IDM 2000 REPORT

Automated Design and Discovery of Novel Pharmaceutical using Semi-Supervised Learning in Large Molecular Databases

 

Kristin P. Bennett (bennek@rpi.edu)
Department of Mathematics
Curt Breneman (brenec@rpi.edu)
Department of Chemistry
Mark J. Embrechts (embrem@rpi.edu)
Department of Decision Sciences and Engineering Systems
Rensselaer Polytechnic Institute, Troy NY 12180

Contact Information

Machine Learning/Transduction/Support Vector Machines
Kristin P. Bennett (bennek@rpi.edu)
Department of Mathematics (Ph: 518 276-6899, Fax: 518 276-4824)
QSAR/Drug Design & Discovery/Virtual HTS/Virtual Combinatorial Libraries/TAE Descriptors
Curt Breneman (brenec@rpi.edu)
Department of Chemistry (Ph: 518 276-2678, Fax: 518 276-4887)
Genetic Algorithms / Neural Networks / Data Stripminer
Mark J. Embrechts (embrem@rpi.edu)
DSES, CII5217 (Ph: 518 276-4009, Fax: 518 276-8227)
Rensselaer Polytechnic Institute, Troy NY 12180

WWW PAGE

http://www.rpi.edu/locker/82/001182/public_html/files/

List of Supported Students and Staff (optional)

Graduate Students
Mathew Sundling, Muhsin Ozdemir, Fabio Arcienegas, Robert Kewley, Jr., Neil Eklund, Ayhan Demiriz, Meenatchi Ramalingam, Dirk De Vogelaere, Bo Jiang, Quiong Luo, Mighu Song, Wei Deng, Larry Lockwood

Undergraduate Students
Pieter De Temmerman, Andres de la Guardia, Bill Kott

Project Award Information

Virtual design of pharmaceuticals.
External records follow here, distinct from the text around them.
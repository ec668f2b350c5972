//! HTTP routes over the session manager.

use crate::error::ApiError;
use crate::state::AppState;
use axum::{
    Json, Router,
    extract::{Path, State},
    http::StatusCode,
    routing::{delete, get, post},
};
use frontdesk_conversation::{FeedbackRecord, LeadRecord, ProviderCredentials};
use frontdesk_core::SessionId;
use serde::{Deserialize, Serialize};
use std::sync::Arc;
use tower_http::trace::TraceLayer;

const READY: &str = "Agent initialized successfully! You can start chatting.";

/// Body of a session initialization request.
#[derive(Debug, Default, Serialize, Deserialize)]
pub struct InitializeRequest {
    /// Provider key; the configured key is used when absent or blank.
    #[serde(default)]
    pub api_key: Option<String>,
}

impl InitializeRequest {
    fn credentials(&self) -> ProviderCredentials {
        self.api_key
            .as_deref()
            .map_or_else(ProviderCredentials::none, ProviderCredentials::new)
    }
}

/// Response to a successful (re)initialization.
#[derive(Debug, Serialize, Deserialize)]
pub struct SessionCreated {
    pub session_id: String,
    pub status: String,
}

/// Body of a chat message.
#[derive(Debug, Serialize, Deserialize)]
pub struct MessageRequest {
    pub message: String,
}

/// The assistant's reply.
#[derive(Debug, Serialize, Deserialize)]
pub struct MessageReply {
    pub reply: String,
}

/// Builds the application router.
pub fn router(state: Arc<AppState>) -> Router {
    Router::new()
        .route("/health", get(health))
        .route("/api/sessions", post(create_session))
        .route("/api/sessions/{id}", delete(end_session))
        .route("/api/sessions/{id}/messages", post(send_message))
        .route("/api/sessions/{id}/reset", post(reset_session))
        .route("/api/sessions/{id}/initialize", post(reinitialize_session))
        .route("/api/leads", get(list_leads))
        .route("/api/feedback", get(list_feedback))
        .layer(TraceLayer::new_for_http())
        .with_state(state)
}

fn parse_id(raw: &str) -> Result<SessionId, ApiError> {
    raw.parse().map_err(|e: frontdesk_core::ParseIdError| ApiError::SessionNotFound {
        detail: e.to_string(),
    })
}

async fn health() -> &'static str {
    "ok"
}

async fn create_session(
    State(state): State<Arc<AppState>>,
    Json(request): Json<InitializeRequest>,
) -> Result<(StatusCode, Json<SessionCreated>), ApiError> {
    let id = state.sessions.initialize(&request.credentials()).await?;

    Ok((
        StatusCode::CREATED,
        Json(SessionCreated {
            session_id: id.to_string(),
            status: READY.to_string(),
        }),
    ))
}

async fn reinitialize_session(
    State(state): State<Arc<AppState>>,
    Path(id): Path<String>,
    Json(request): Json<InitializeRequest>,
) -> Result<Json<SessionCreated>, ApiError> {
    let id = parse_id(&id)?;
    state
        .sessions
        .reinitialize(id, &request.credentials())
        .await?;

    Ok(Json(SessionCreated {
        session_id: id.to_string(),
        status: READY.to_string(),
    }))
}

async fn send_message(
    State(state): State<Arc<AppState>>,
    Path(id): Path<String>,
    Json(request): Json<MessageRequest>,
) -> Result<Json<MessageReply>, ApiError> {
    let id = parse_id(&id)?;
    let reply = state.sessions.submit(id, &request.message).await?;
    Ok(Json(MessageReply { reply }))
}

async fn reset_session(
    State(state): State<Arc<AppState>>,
    Path(id): Path<String>,
) -> Result<StatusCode, ApiError> {
    let id = parse_id(&id)?;
    state.sessions.reset(id).await?;
    Ok(StatusCode::NO_CONTENT)
}

async fn end_session(
    State(state): State<Arc<AppState>>,
    Path(id): Path<String>,
) -> Result<StatusCode, ApiError> {
    let id = parse_id(&id)?;
    state.sessions.end(id).await?;
    Ok(StatusCode::NO_CONTENT)
}

async fn list_leads(State(state): State<Arc<AppState>>) -> Json<Vec<LeadRecord>> {
    Json(state.leads.list().await)
}

async fn list_feedback(State(state): State<Arc<AppState>>) -> Json<Vec<FeedbackRecord>> {
    Json(state.feedback.list().await)
}
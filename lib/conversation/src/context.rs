//! Business knowledge that grounds every session's system prompt.
//!
//! The context is assembled once at startup from a plain-text summary and
//! any number of additional plain-text documents, then shared read-only.

use crate::error::ContextError;
use frontdesk_core::Result;
use std::path::{Path, PathBuf};
use tracing::{info, warn};

/// Summary used when the summary document is missing.
pub const DEFAULT_FALLBACK: &str = "TutorBee - Interactive Tutoring Service";

/// Label placed before each additional document.
pub const DOCUMENT_LABEL: &str = "Additional Business Information:\n";

/// Immutable grounding text.
#[derive(Debug, Clone, PartialEq, Eq)]
pub struct BusinessContext {
    text: String,
}

impl BusinessContext {
    /// Wraps already-assembled text.
    #[must_use]
    pub fn new(text: impl Into<String>) -> Self {
        Self { text: text.into() }
    }

    /// Assembles the context from a summary and additional documents.
    ///
    /// A missing summary is replaced by `fallback`.
    #[must_use]
    pub fn assemble(summary: Option<&str>, fallback: &str, documents: &[String]) -> Self {
        let mut text = String::new();
        text.push_str(summary.unwrap_or(fallback));
        text.push_str("\n\n");

        let extra: Vec<String> = documents
            .iter()
            .map(|document| format!("{DOCUMENT_LABEL}{document}"))
            .collect();
        text.push_str(&extra.join("\n\n"));

        Self { text }
    }

    /// Loads the summary and documents from disk.
    ///
    /// Missing files are logged and skipped; a file that exists but cannot
    /// be read is an error.
    pub async fn load(
        summary_path: &Path,
        documents: &[PathBuf],
        fallback: &str,
    ) -> Result<Self, ContextError> {
        let summary = read_optional(summary_path).await?;
        match &summary {
            Some(_) => info!(path = %summary_path.display(), "loaded business summary"),
            None => warn!(path = %summary_path.display(), "business summary not found, using fallback"),
        }

        let mut loaded = Vec::with_capacity(documents.len());
        for path in documents {
            match read_optional(path).await? {
                Some(text) => {
                    info!(path = %path.display(), "loaded business document");
                    loaded.push(text);
                }
                None => warn!(path = %path.display(), "business document not found, skipping"),
            }
        }

        Ok(Self::assemble(summary.as_deref(), fallback, &loaded))
    }

    /// Returns the context text.
    #[must_use]
    pub fn as_str(&self) -> &str {
        &self.text
    }
}

async fn read_optional(path: &Path) -> Result<Option<String>, ContextError> {
    match tokio::fs::read_to_string(path).await {
        Ok(text) => Ok(Some(text)),
        Err(e) if e.kind() == std::io::ErrorKind::NotFound => Ok(None),
        Err(e) => Err(ContextError::Unreadable {
            path: path.to_path_buf(),
            reason: e.to_string(),
        }
        .into()),
    }
}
This is a three-year NSF funded project from 09/01/1999 - 08/31/2002.
This is the first year of the project. The award number is IIS-9979860.

Keywords

Drug Discovery, Virtual Design, Novel Pharmaceuticals, Semi-Supervised Learning, Capacity Control, Molecular Databases, Support Vector Machines, QSAR, QSPR, Descriptor Generation, Descriptor selection, Transferable Atom Equivalent (TAE), RECON, Neural Networks, Genetic Algorithms, Data Mining

Project Summary

This research results in a new framework for the virtual discovery of new pharmaceuticals. The basic idea is to utilize large existing pharmaceutical databases as input for a new type of structure/activity correlation methodology in order to calculate a large set of new and traditional descriptors to create improved Quantitative Structure-Activity Relationship (QSAR) models that characterize and predict important biological responses. Once the descriptors have been determined and a predictive model has been built, thousands of new potential molecules, chemically similar to those of the benchmark data set, are scanned from large databases and are evaluated for their chemical properties based on the predictive model. The aim is to target a few novel molecules with potentially attractive pharmaceutical properties that can then be tested further in the traditional way in the laboratory. Computationally intelligent data mining techniques are vital to extract the information necessary to select these novel molecules. This research applied novel machine learning paradigms such as semi-supervised learning with capacity control. These algorithms predict desired biological responses and generate QSAR models using both known (labeled) and unknown (unlabeled) biological responses. This project involves the development of an infrastructure of computationally intelligent computer codes that allow for the virtual design of novel pharmaceuticals or the improvement of existing pharmaceuticals. The proposed methodology is applicable to most pharmaceuticals for which a database of responses is available. The ultimate pay-off of this methodology is expected to lead to the rapid invention of new drugs for new of known society threatening diseases where a very fast response is warranted.

Publications

1. A. Demiriz and K. P. Bennett, "Optimization Approaches to Semi-Supervised Learning," Applications and Algorithms of Complementarity, M. C. Publications Ferris, O. L. Mangasarian and J.-S. Pang, editors, Kluwer Academic Publishers, 2000. (Refereed compilation).
2. Ayhan Demiriz, Kristin P. Bennett, and Mark J. Embrechts, "Semi-Supervised Clustering Using Genetic Algorithms," in Intelligent Engineering Systems through Artificial Neural Networks, Vol. 9, Cihan Dagli et al., eds., pp. 809 - 814, ASME Press (1999).
3. Mark J. Embrechts, Ayhan Demiriz, and Kristin P. Bennett, "Supervised Scaled Regression Clustering with Genetic Algorithms," in Intelligent Engineering Systems through Artificial Neural Networks, Vol. 9, Cihan Dagli et al., eds., pp. 457 - 462, ASME Press (1999).
4. Harold W. Lewis, III, and Mark J. Embrechts, "Fuzzy Expert Systems," accepted for publication by The Shogaku Ronshu: Journal of Commerce, Economics, and Economic History (Submitted October 1999).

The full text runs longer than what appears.